Nestled along the picturesque coastline of Rhode Island, Newport stands as a beacon of history, culture, and architectural grandeur. Due to historic preservation efforts, Newport is home to more 17th and 18th-century structures than any other city in America. While owning a historic home in Newport can be a dream come true for many, it’s important to recognize the unique challenges and considerations that come with preserving and living in these cherished properties.
What are the Historic Areas of Newport, RI?
Newport has several historic areas with unique features that are protected by the City:
- The Newport Historic District earned its National Historic Landmark designation in 1968, thanks to its extensive collection of well-preserved colonial buildings dating from the early and mid-18th century.
- The Point, a National Historic Landmark District, is renowned for its 18th-century architecture, secret gardens, and a vibrant community spirit. In the 1600s and 1700s, affluent merchants built state-of-the-art homes close to the harbor, featuring clapboard facades, wooden doors, and 12-over-12 windows.
- The Kingscote-Bellevue Avenue Historic District encompasses the Bellevue Avenue area, housing grand mansions like the Breakers and Marble House.
- In the Old Beach Road Historic District, you’ll find 18th and 19th-century homes situated near Easton’s Beach.
- The Hill, a downtown neighborhood with streets designed for horse and buggy, features homes primarily built in the 17th and 18th centuries. Many have been meticulously restored with modern amenities. While its specific borders are debatable, it is often described as the area from Barney Street to the north, Bowery Street to the south, and Spring Street and Bellevue Avenue from the west and east, respectively.
- The Southern Thames Historic District, immediately south of Newport’s colonial center, experienced residential and commercial development between 1850 and 1920. Densely built streets, including the major north–south thoroughfare, Thames Street, characterize this area.
- The Ocean Drive Historic District, designated a National Historic Landmark District in 1976, features houses on large lots overlooking beaches and the ocean. It’s known for its distinctive landscape (partly the work of Frederick Law Olmsted). This area was a favored picnicking spot for wealthy summer residents of nearby mansions in the late 19th and early 20th centuries.
Preservation Efforts and Regulations
Preserving the historic charm of Newport’s homes and neighborhoods is a shared responsibility. The city has established stringent regulations to maintain the authenticity of its historic districts. While these regulations can sometimes pose challenges for homeowners seeking to modernize their living spaces, they play a crucial role in safeguarding the architectural character of the city. To acknowledge the efforts of homeowners in historic areas, the city partners with Newport Restoration Foundation each year to grant the Doris Duke Historic Preservation Award to individuals who have demonstrated excellence in historic preservation efforts.
Newport’s Historic District Commission
To preserve the district’s historical character, the city established the Historic District Commission (HDC) to oversee the downtown historic district plus Newport’s other historic areas, including Bellevue Avenue and Ocean Drive. The HDC is responsible for reviewing exterior alterations to buildings in the district, excluding routine maintenance, and issuing Certificates of Appropriateness. However, it lacks the authority to mandate changes to a property.

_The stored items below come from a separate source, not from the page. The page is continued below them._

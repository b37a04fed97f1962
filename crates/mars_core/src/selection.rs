use rand::Rng;

/// Weighted random choice.
///
/// Zero, negative and non-finite weights are excluded; the rest are clamped to
/// `cap`. Candidates are walked in slice order, so callers that sort by id get
/// id order as the tie-break.
pub fn weighted_pick<'a, T, R: Rng + ?Sized>(
    candidates: &'a [(T, f64)],
    cap: f64,
    rng: &mut R,
) -> Option<&'a T> {
    let weight = |w: f64| {
        if w.is_finite() && w > 0.0 {
            w.min(cap)
        } else {
            0.0
        }
    };
    let total: f64 = candidates.iter().map(|(_, w)| weight(*w)).sum();
    if !total.is_finite() || total <= 0.0 {
        return None;
    }
    let mut roll = rng.gen_range(0.0..total);
    let mut last = None;
    for (item, w) in candidates {
        let w = weight(*w);
        if w <= 0.0 {
            continue;
        }
        if roll < w {
            return Some(item);
        }
        roll -= w;
        last = Some(item);
    }
    // Rounding can leave a sliver of roll past the final candidate.
    last
}

#[cfg(test)]
mod tests {
    use super::*;
    use rand::SeedableRng;
    use rand_chacha::ChaCha8Rng;

    #[test]
    fn zero_and_negative_weights_are_never_picked() {
        let candidates = [("zero", 0.0), ("negative", -4.0), ("nan", f64::NAN), ("only", 1.0)];
        let mut rng = ChaCha8Rng::seed_from_u64(3);
        for _ in 0..200 {
            assert_eq!(weighted_pick(&candidates, 100.0, &mut rng), Some(&"only"));
        }
    }

    #[test]
    fn empty_or_all_zero_yields_none() {
        let mut rng = ChaCha8Rng::seed_from_u64(3);
        let empty: [(u8, f64); 0] = [];
        assert_eq!(weighted_pick(&empty, 100.0, &mut rng), None);
        assert_eq!(weighted_pick(&[(1u8, 0.0)], 100.0, &mut rng), None);
    }

    #[test]
    fn cap_flattens_runaway_weights() {
        let candidates = [("huge", 1.0e9), ("small", 100.0)];
        let mut rng = ChaCha8Rng::seed_from_u64(11);
        let small = (0..2000)
            .filter(|_| weighted_pick(&candidates, 100.0, &mut rng) == Some(&"small"))
            .count();
        // Both clamp to 100, so each wins about half the time.
        assert!((800..1200).contains(&small), "small picked {small} times");
    }

    #[test]
    fn same_seed_same_choice() {
        let candidates: Vec<(u32, f64)> = (0..10).map(|i| (i, f64::from(i + 1))).collect();
        let a = weighted_pick(&candidates, 100.0, &mut ChaCha8Rng::seed_from_u64(5)).copied();
        let b = weighted_pick(&candidates, 100.0, &mut ChaCha8Rng::seed_from_u64(5)).copied();
        assert_eq!(a, b);
    }
}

Maintenance and Restoration
Living in a historic home often requires a heightened sense of dedication to regular maintenance and restoration. These homes may come with unique architectural features that require specialized care and attention. From preserving intricate woodwork to maintaining vintage fixtures and foundations, the upkeep of these properties demands a certain level of commitment. Engaging skilled professionals with experience in historic preservation is essential to ensure that the property retains its original allure while meeting modern living standards. By investing in routine maintenance and timely restoration, homeowners can safeguard the value and allure of their historic abodes.
Energy Efficiency and Modern Comforts
While historic homes boast timeless elegance, they may not always align with contemporary energy efficiency standards. Balancing the preservation of historic elements with the integration of modern comforts and eco-friendly solutions can present a unique challenge for homeowners. Upgrading insulation, incorporating energy-efficient appliances, and installing sustainable heating and cooling systems are some of the measures that can enhance the comfort and sustainability of living in a historic home. By adopting eco-conscious practices and technologies, residents can reduce their environmental footprint while enjoying the luxury of a historically significant dwelling.
Emotional Connection to the Past
Owning a historic home in Newport is not just an investment in property; it’s an investment in an emotional connection to the city’s rich past. Every creak of the floorboards, every ornate detail, and every hidden story within the walls contributes to the unique living experience that only a historic home can provide. Living in a historic home or district is a commitment to preserving the city’s cultural heritage and embracing the beauty of a bygone era. While it may come with its share of challenges, the rewards of experiencing the timeless charm and rich history of these homes are unparalleled.